Please copy every line from the following entries in which the word "IngestReport" appears.

* LISTED ENTRIES:
════════════════

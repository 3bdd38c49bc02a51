//! Ingest command implementation

use crate::api::{ApiClient, IngestReport};
use crate::error::Result;
use tracing::info;

/// Hand a local path or URL to the ingestion service
pub async fn cmd_ingest(api: &ApiClient, source: &str) -> Result<IngestReport> {
    info!("Ingesting {}", source);
    let report = api.ingest(source).await?;
    info!(
        "Ingested {} documents ({} chunks, {} errors)",
        report.documents,
        report.chunks,
        report.errors.len()
    );
    Ok(report)
}

/// Print an ingestion report to console
pub fn print_ingest_report(report: &IngestReport) {
    println!("\n✓ Ingestion complete");
    println!("  Documents processed: {}", report.documents);
    println!("  Chunks created: {}", report.chunks);

    if !report.errors.is_empty() {
        println!("  Errors ({}):", report.errors.len());
        for error in &report.errors {
            println!("    • {}", error);
        }
    }
}
//! Search command implementation

use crate::api::{ApiClient, SearchResponse};
use crate::config::Config;
use crate::error::Result;
use tracing::info;

/// Run a query against the search service
pub async fn cmd_search(
    config: &Config,
    api: &ApiClient,
    query: &str,
    limit: Option<usize>,
) -> Result<SearchResponse> {
    let limit = limit
        .unwrap_or(config.search.default_limit)
        .min(config.search.max_results);

    info!("Searching: {} (limit {})", query, limit);
    api.search(query, limit).await
}

/// Print search results to console
pub fn print_search_results(response: &SearchResponse) {
    println!("\n🔍 Query: {}\n", response.query);

    if response.results.is_empty() {
        println!("No results.");
        return;
    }

    for (i, hit) in response.results.iter().enumerate() {
        println!(
            "{}. [score: {:.3}] {} (doc {})",
            i + 1,
            hit.score,
            hit.title,
            hit.document_id
        );
        if let Some(snippet) = &hit.snippet {
            println!("   {}\n", snippet.replace('\n', " "));
        }
    }
}
impl EpubSpec {
    pub fn new(title: &str, version: EpubVersion, toc: TocVariant) -> Self {
        Self {
            title: Some(title.to_string()),
            author: None,
            language: Some("en".to_string()),
            identifiers: vec![format!("urn:uuid:{}", Uuid::new_v4())],
            version,
            toc,
            chapters: Vec::new(),
            extra_meta: Vec::new(),
            nested_toc: false,
        }
    }

    pub fn author(mut self, author: &str) -> Self {
        self.author = Some(author.to_string());
        self
    }

    pub fn identifier(mut self, identifier: &str) -> Self {
        self.identifiers.push(identifier.to_string());
        self
    }

    pub fn meta(mut self, name: &str, content: &str) -> Self {
        self.extra_meta
            .push((name.to_string(), content.to_string()));
        self
    }

    pub fn nested(mut self) -> Self {
        self.nested_toc = true;
        self
    }

    /// Add a chapter with plain paragraphs
    pub fn chapter(self, title: &str, paragraphs: &[&str]) -> Self {
        let body = paragraphs
            .iter()
            .map(|p| format!("    <p>{}</p>\n", xml_escape(p)))
            .collect::<String>();
        self.chapter_xhtml(title, &body)
    }

    /// Add a chapter whose body markup is supplied verbatim
    pub fn chapter_xhtml(mut self, title: &str, body: &str) -> Self {
        self.chapters.push(Chapter {
            title: title.to_string(),
            body: body.to_string(),
            in_spine: true,
            in_toc: true,
        });
        self
    }

    pub fn push(mut self, chapter: Chapter) -> Self {
        self.chapters.push(chapter);
        self
    }

    /// Write the container to `dir/file_name`
    pub fn write_to(&self, dir: &Path, file_name: &str) -> Result<PathBuf> {
        let path = dir.join(file_name);
        let mut zip = ZipWriter::new(File::create(&path)?);

        // The OCF spec requires mimetype as the first entry, uncompressed
        let stored = SimpleFileOptions::default().compression_method(CompressionMethod::Stored);
        zip.start_file("mimetype", stored)?;
        zip.write_all(b"application/epub+zip")?;

        let deflated = SimpleFileOptions::default();
        zip.start_file("META-INF/container.xml", deflated)?;
        zip.write_all(CONTAINER_XML.as_bytes())?;

        zip.start_file("OEBPS/content.opf", deflated)?;
        zip.write_all(self.build_opf().as_bytes())?;

        if self.toc.has_ncx_file() {
            zip.start_file("OEBPS/toc.ncx", deflated)?;
            zip.write_all(self.build_ncx().as_bytes())?;
        }
        if self.toc.has_nav() {
            zip.start_file("OEBPS/nav.xhtml", deflated)?;
            zip.write_all(self.build_nav().as_bytes())?;
        }

        for (i, chapter) in self.chapters.iter().enumerate() {
            zip.start_file(format!("OEBPS/chap_{}.xhtml", i + 1), deflated)?;
            zip.write_all(self.build_chapter(chapter).as_bytes())?;
        }

        zip.finish()?;
        Ok(path)
    }

    fn build_opf(&self) -> String {
        let version = match self.version {
            EpubVersion::V2 => "2.0",
            EpubVersion::V3 => "3.0",
        };

        let mut metadata = String::new();
        for (i, identifier) in self.identifiers.iter().enumerate() {
            if i == 0 {
                metadata.push_str(&format!(
                    "    <dc:identifier id=\"pub-id\">{}</dc:identifier>\n",
                    xml_escape(identifier)
                ));
            } else {
                metadata.push_str(&format!(
                    "    <dc:identifier>{}</dc:identifier>\n",
                    xml_escape(identifier)
                ));
            }
        }
        if let Some(title) = &self.title {
            metadata.push_str(&format!("    <dc:title>{}</dc:title>\n", xml_escape(title)));
        }
        if let Some(author) = &self.author {
            metadata.push_str(&format!(
                "    <dc:creator>{}</dc:creator>\n",
                xml_escape(author)
            ));
        }
        if let Some(language) = &self.language {
            metadata.push_str(&format!(
                "    <dc:language>{}</dc:language>\n",
                xml_escape(language)
            ));
        }
        if self.version == EpubVersion::V3 {
            metadata.push_str(
                "    <meta property=\"dcterms:modified\">2024-01-01T00:00:00Z</meta>\n",
            );
        }
        for (name, content) in &self.extra_meta {
            metadata.push_str(&format!(
                "    <meta name=\"{}\" content=\"{}\"/>\n",
                xml_escape(name),
                xml_escape(content)
            ));
        }

        let mut manifest = String::new();
        if self.toc.references_ncx() {
            manifest.push_str(
                "    <item id=\"ncx\" href=\"toc.ncx\" media-type=\"application/x-dtbncx+xml\"/>\n",
            );
        }
        if self.toc.has_nav() {
            manifest.push_str(
                "    <item id=\"nav\" href=\"nav.xhtml\" media-type=\"application/xhtml+xml\" properties=\"nav\"/>\n",
            );
        }
        for i in 1..=self.chapters.len() {
            manifest.push_str(&format!(
                "    <item id=\"chap{i}\" href=\"chap_{i}.xhtml\" media-type=\"application/xhtml+xml\"/>\n"
            ));
        }

        let spine_attr = if self.toc.references_ncx() {
            " toc=\"ncx\""
        } else {
            ""
        };
        let mut spine = String::new();
        for (i, chapter) in self.chapters.iter().enumerate() {
            if chapter.in_spine {
                spine.push_str(&format!("    <itemref idref=\"chap{}\"/>\n", i + 1));
            }
        }

        format!(
            "<?xml version=\"1.0\" encoding=\"UTF-8\"?>\n\
             <package xmlns=\"http://www.idpf.org/2007/opf\" version=\"{version}\" unique-identifier=\"pub-id\">\n\
             \x20 <metadata xmlns:dc=\"http://purl.org/dc/elements/1.1/\" xmlns:opf=\"http://www.idpf.org/2007/opf\">\n\
             {metadata}\
             \x20 </metadata>\n\
             \x20 <manifest>\n\
             {manifest}\
             \x20 </manifest>\n\
             \x20 <spine{spine_attr}>\n\
             {spine}\
             \x20 </spine>\n\
             </package>\n"
        )
    }

    fn toc_entries(&self) -> Vec<(usize, &Chapter)> {
        self.chapters
            .iter()
            .enumerate()
            .filter(|(_, c)| c.in_toc)
            .collect()
    }

    fn build_ncx(&self) -> String {
        let uid = self.identifiers.first().cloned().unwrap_or_default();
        let title = self.title.clone().unwrap_or_default();
        let entries = self.toc_entries();

        let mut nav_map = String::new();
        let mut order = 0usize;
        let mut nav_point = |index: usize, chapter: &Chapter, indent: &str| {
            order += 1;
            format!(
                "{indent}<navPoint id=\"np_{order}\" playOrder=\"{order}\">\n\
                 {indent}  <navLabel><text>{}</text></navLabel>\n\
                 {indent}  <content src=\"chap_{}.xhtml\"/>\n",
                xml_escape(&chapter.title),
                index + 1,
            )
        };

        if self.nested_toc && entries.len() > 1 {
            let (first_idx, first) = entries[0];
            nav_map.push_str(&nav_point(first_idx, first, "    "));
            for &(index, chapter) in &entries[1..] {
                nav_map.push_str(&nav_point(index, chapter, "      "));
                nav_map.push_str("      </navPoint>\n");
            }
            nav_map.push_str("    </navPoint>\n");
        } else {
            for &(index, chapter) in &entries {
                nav_map.push_str(&nav_point(index, chapter, "    "));
                nav_map.push_str("    </navPoint>\n");
            }
        }

        format!(
            "<?xml version=\"1.0\" encoding=\"UTF-8\"?>\n\
             <ncx xmlns=\"http://www.daisy.org/z3986/2005/ncx/\" version=\"2005-1\">\n\
             \x20 <head>\n\
             \x20   <meta name=\"dtb:uid\" content=\"{}\"/>\n\
             \x20   <meta name=\"dtb:depth\" content=\"{}\"/>\n\
             \x20 </head>\n\
             \x20 <docTitle><text>{}</text></docTitle>\n\
             \x20 <navMap>\n\
             {nav_map}\
             \x20 </navMap>\n\
             </ncx>\n",
            xml_escape(&uid),
            if self.nested_toc { 2 } else { 1 },
            xml_escape(&title),
        )
    }

    fn build_nav(&self) -> String {
        let entries = self.toc_entries();
        let mut list = String::new();

        let li = |index: usize, chapter: &Chapter, indent: &str| {
            format!(
                "{indent}<li><a href=\"chap_{}.xhtml\">{}</a>",
                index + 1,
                xml_escape(&chapter.title)
            )
        };

        if self.nested_toc && entries.len() > 1 {
            let (first_idx, first) = entries[0];
            list.push_str(&li(first_idx, first, "        "));
            list.push_str("\n          <ol>\n");
            for &(index, chapter) in &entries[1..] {
                list.push_str(&li(index, chapter, "            "));
                list.push_str("</li>\n");
            }
            list.push_str("          </ol>\n        </li>\n");
        } else {
            for &(index, chapter) in &entries {
                list.push_str(&li(index, chapter, "        "));
                list.push_str("</li>\n");
            }
        }

        format!(
            "<?xml version=\"1.0\" encoding=\"UTF-8\"?>\n\
             <!DOCTYPE html>\n\
             <html xmlns=\"http://www.w3.org/1999/xhtml\" xmlns:epub=\"http://www.idpf.org/2007/ops\">\n\
             <head><title>Contents</title></head>\n\
             <body>\n\
             \x20 <nav epub:type=\"toc\">\n\
             \x20   <h1>Contents</h1>\n\
             \x20     <ol>\n\
             {list}\
             \x20     </ol>\n\
             \x20 </nav>\n\
             </body>\n\
             </html>\n"
        )
    }

    fn build_chapter(&self, chapter: &Chapter) -> String {
        match self.version {
            EpubVersion::V2 => format!(
                "<?xml version=\"1.0\" encoding=\"UTF-8\"?>\n\
                 <!DOCTYPE html PUBLIC \"-//W3C//DTD XHTML 1.1//EN\" \"http://www.w3.org/TR/xhtml11/DTD/xhtml11.dtd\">\n\
                 <html xmlns=\"http://www.w3.org/1999/xhtml\">\n\
                 <head><title>{title}</title></head>\n\
                 <body>\n\
                 \x20 <h1>{title}</h1>\n\
                 {body}\
                 </body>\n\
                 </html>\n",
                title = xml_escape(&chapter.title),
                body = chapter.body,
            ),
            EpubVersion::V3 => format!(
                "<?xml version=\"1.0\" encoding=\"UTF-8\"?>\n\
                 <!DOCTYPE html>\n\
                 <html xmlns=\"http://www.w3.org/1999/xhtml\" xmlns:epub=\"http://www.idpf.org/2007/ops\">\n\
                 <head><title>{title}</title></head>\n\
                 <body>\n\
                 \x20 <h1>{title}</h1>\n\
                 {body}\
                 </body>\n\
                 </html>\n",
                title = xml_escape(&chapter.title),
                body = chapter.body,
            ),
        }
    }
}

════════════════

* SOLUTION FOR THIS PROBLEM:
use crate::api::{ApiClient, IngestReport};
pub async fn cmd_ingest(api: &ApiClient, source: &str) -> Result<IngestReport> {
pub fn print_ingest_report(report: &IngestReport) {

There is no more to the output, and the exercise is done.